The Value of Education
Engel, Gold, and Bovard agree that educating staff is an integral part of an effective query process. “We can’t teach in the moment, but periodically we can offer information in an educational setting,” says Engel, who occasionally enlightens physicians on unfamiliar coding guidelines and clinical terms they use that do not correspond to existing codes. “For example, HAP, or healthcare-acquired pneumonia, means nothing in the coding world,” she says. “We have to let physicians know how best they can communicate with coders. If we educate physicians proactively, then they and the coders have a much easier time with queries.”

Living in the Permanent Record
About a year ago, Rapid City Regional Hospital decided to make queries a permanent part of the medical record. “It’s a good process,” Bovard says. “You can see the tracking of how the diagnosis arrived in the record.”

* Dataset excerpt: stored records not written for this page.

use std::sync::Arc;

use axum::async_trait;
use axum::extract::FromRequestParts;
use axum::http::request::Parts;
use jsonwebtoken::{DecodingKey, EncodingKey, Header, Validation};
use uuid::Uuid;

use crate::app::AppState;
use crate::errors::AppError;
use crate::identity::Principal;

#[derive(Debug, Clone)]
pub struct JwtConfig {
    pub secret: Arc<Vec<u8>>,
    pub exp_minutes: i64,
}

impl JwtConfig {
    pub fn new(secret: impl Into<Vec<u8>>, exp_minutes: i64) -> Self {
        Self {
            secret: Arc::new(secret.into()),
            exp_minutes,
        }
    }

    pub fn from_env() -> Result<Self, AppError> {
        let secret = std::env::var("JWT_SECRET").map_err(|_| AppError::configuration("JWT_SECRET not set"))?;
        let exp_minutes = std::env::var("JWT_EXP_MINUTES")
            .map(|val| val.parse::<i64>())
            .unwrap_or(Ok(60))
            .map_err(|_| AppError::configuration("JWT_EXP_MINUTES must be a valid integer"))?;

        Ok(Self::new(secret.into_bytes(), exp_minutes))
    }

    pub fn expires_in_secs(&self) -> i64 {
        self.exp_minutes * 60
    }

    pub fn encode(&self, principal: &Principal, session_id: Uuid) -> Result<String, AppError> {
        use chrono::{Duration, Utc};

        let now = Utc::now();
        let exp = now + Duration::minutes(self.exp_minutes);

        let claims = Claims {
            sub: principal.id,
            email: principal.email.clone(),
            sid: session_id,
            exp: exp.timestamp() as usize,
            iat: now.timestamp() as usize,
        };

        jsonwebtoken::encode(&Header::default(), &claims, &EncodingKey::from_secret(&self.secret))
            .map_err(|err| AppError::token(err.to_string()))
    }

    pub fn decode(&self, token: &str) -> Result<Claims, AppError> {
        let mut validation = Validation::default();
        validation.validate_exp = true;

        jsonwebtoken::decode::<Claims>(token, &DecodingKey::from_secret(&self.secret), &validation)
            .map(|data| data.claims)
            .map_err(|_| AppError::token("Invalid or expired token"))
    }
}

#[derive(Debug, Clone, serde::Serialize, serde::Deserialize)]
pub struct Claims {
    pub sub: Uuid,
    pub email: String,
    /// Session the token was minted for; revoked on logout.
    pub sid: Uuid,
    pub exp: usize,
    pub iat: usize,
}

/// Authenticated caller. Extracting it validates the bearer token against the
/// identity store, so a logged-out session is rejected even before expiry.
#[derive(Debug, Clone)]
pub struct AuthUser {
    pub user_id: Uuid,
    pub email: String,
    pub session_id: Uuid,
}

pub fn bearer_token(parts: &Parts) -> Option<&str> {
    parts
        .headers
        .get(axum::http::header::AUTHORIZATION)
        .and_then(|value| value.to_str().ok())
        .and_then(|value| value.strip_prefix("Bearer "))
        .map(str::trim)
        .filter(|token| !token.is_empty())
}

#[async_trait]
impl FromRequestParts<AppState> for AuthUser {
    type Rejection = AppError;

    async fn from_request_parts(parts: &mut Parts, state: &AppState) -> Result<Self, Self::Rejection> {
        let token = bearer_token(parts)
            .ok_or_else(|| AppError::unauthorized("Missing or invalid authorization header"))?;

        state.identity().authenticate(token).await
    }
}

#[cfg(test)]
mod tests {
    use super::*;

    #[test]
    fn round_trips_principal_and_session() {
        let jwt = JwtConfig::new("unit-secret", 5);
        let principal = Principal {
            id: Uuid::new_v4(),
            email: "ada@example.com".to_string(),
        };
        let sid = Uuid::new_v4();

        let token = jwt.encode(&principal, sid).unwrap();
        let claims = jwt.decode(&token).unwrap();

        assert_eq!(claims.sub, principal.id);
        assert_eq!(claims.email, principal.email);
        assert_eq!(claims.sid, sid);
    }

    #[test]
    fn rejects_token_signed_with_other_secret() {
        let principal = Principal {
            id: Uuid::new_v4(),
            email: "ada@example.com".to_string(),
        };
        let token = JwtConfig::new("one", 5).encode(&principal, Uuid::new_v4()).unwrap();

        let err = JwtConfig::new("two", 5).decode(&token).unwrap_err();
        assert!(matches!(err, AppError::Token(_)));
    }
}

Engel says the facilities she works with are split on whether to include queries in the permanent record. “Obviously, it’s OK if the query is discarded because the physician ultimately creates the record. However, some hospitals keep records,” she says. “I highly recommend that counsel have input in that area. In fact, when making such a decision, counsel, compliance officers, and risk management should all sign off on the policy.”

As facilities move from paper records to electronic systems, the transition will probably affect the query process. “Queries will be much easier when hospitals are using only electronic health records,” Bovard says. “As an industry, healthcare is moving at light speed to be 100% electronic. Until then, though, the query process is a struggle.”

Engel believes cooperation is the key to successful queries. “Ensuring that the record is accurate requires a multidisciplinary approach,” she says. “The process needs to include coders, clinical documentation specialists, physicians, counsel, and the risk management team. When everyone works together, it makes the facility less vulnerable. That said, though, in my career, I’ve worked with more than 300 hospitals, and I’ve seen only one facility that had what I would term a leading query risk pattern. I’ve not been aware of any hospitals that have been penalized and yet we have to spend so much time and energy. That, to me, is profound.”

— Susan Chapman is a Los Angeles-based writer.